### What is required
Count every line below in which "last" occurs, then give only the count.

### Extracted material
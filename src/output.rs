//! Writing extracted payloads to the output directory.
//!
//! File names come from the last path segment of the original URL. A name
//! is claimed with create-new semantics, so an existing file is never
//! overwritten and two writers can never end up with the same file; on a
//! collision `_1`, `_2`, ... is inserted before the extension.

use std::io::ErrorKind;
use std::path::{Path, PathBuf};

use tokio::fs;
use tokio::io::AsyncWriteExt;

use crate::error::{Error, Result};

/// Used when the original URL has no usable path segment.
pub const DEFAULT_NAME: &str = "index.html";

/// Writes payloads into one output directory
#[derive(Debug, Clone)]
pub struct OutputWriter {
    dir: PathBuf,
}

impl OutputWriter {
    /// Use `dir` as the output directory, creating it and any missing
    /// parents.
    pub async fn create(dir: impl Into<PathBuf>) -> std::io::Result<Self> {
        let dir = dir.into();
        fs::create_dir_all(&dir).await?;
        Ok(Self { dir })
    }

    pub fn dir(&self) -> &Path {
        &self.dir
    }

    /// Write `payload` under the first free variant of `suggested`.
    ///
    /// # Returns
    ///
    /// The path of the file that was created.
    ///
    /// # Errors
    ///
    /// Any filesystem error other than a name collision. A file that was
    /// created but could not be fully written is removed again.
    pub async fn write(&self, suggested: &str, payload: &[u8]) -> Result<PathBuf> {
        let (stem, ext) = split_extension(suggested);

        let mut counter = 0u64;
        loop {
            let name = if counter == 0 {
                suggested.to_string()
            } else {
                format!("{stem}_{counter}{ext}")
            };
            let path = self.dir.join(&name);
            counter += 1;

            let mut file = match fs::OpenOptions::new()
                .write(true)
                .create_new(true)
                .open(&path)
                .await
            {
                Ok(file) => file,
                Err(e) if e.kind() == ErrorKind::AlreadyExists => continue,
                Err(source) => return Err(Error::Write { path, source }),
            };

            let written = async {
                file.write_all(payload).await?;
                file.flush().await
            }
            .await;

            if let Err(source) = written {
                drop(file);
                let _ = fs::remove_file(&path).await;
                return Err(Error::Write { path, source });
            }

            tracing::debug!(path = %path.display(), bytes = payload.len(), "payload written");
            return Ok(path);
        }
    }
}

/// File name suggested by an original URL: its last non-empty path segment.
pub fn suggested_name(original_url: &str) -> String {
    let segment = match url::Url::parse(original_url) {
        Ok(parsed) => parsed
            .path_segments()
            .and_then(|segments| segments.filter(|s| !s.is_empty()).last())
            .map(str::to_string),
        Err(_) => original_url
            .rsplit('/')
            .next()
            .map(str::to_string),
    };

    match segment {
        Some(s) if !s.is_empty() && s != "." && s != ".." => s,
        _ => DEFAULT_NAME.to_string(),
    }
}

/// Split `name` into stem and extension (extension keeps its dot).
///
/// Leading dots do not start an extension: `.htaccess` has none.
pub fn split_extension(name: &str) -> (&str, &str) {
    match name.rfind('.') {
        Some(dot) if name[..dot].chars().any(|c| c != '.') => name.split_at(dot),
        _ => (name, ""),
    }
}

### Answer section
3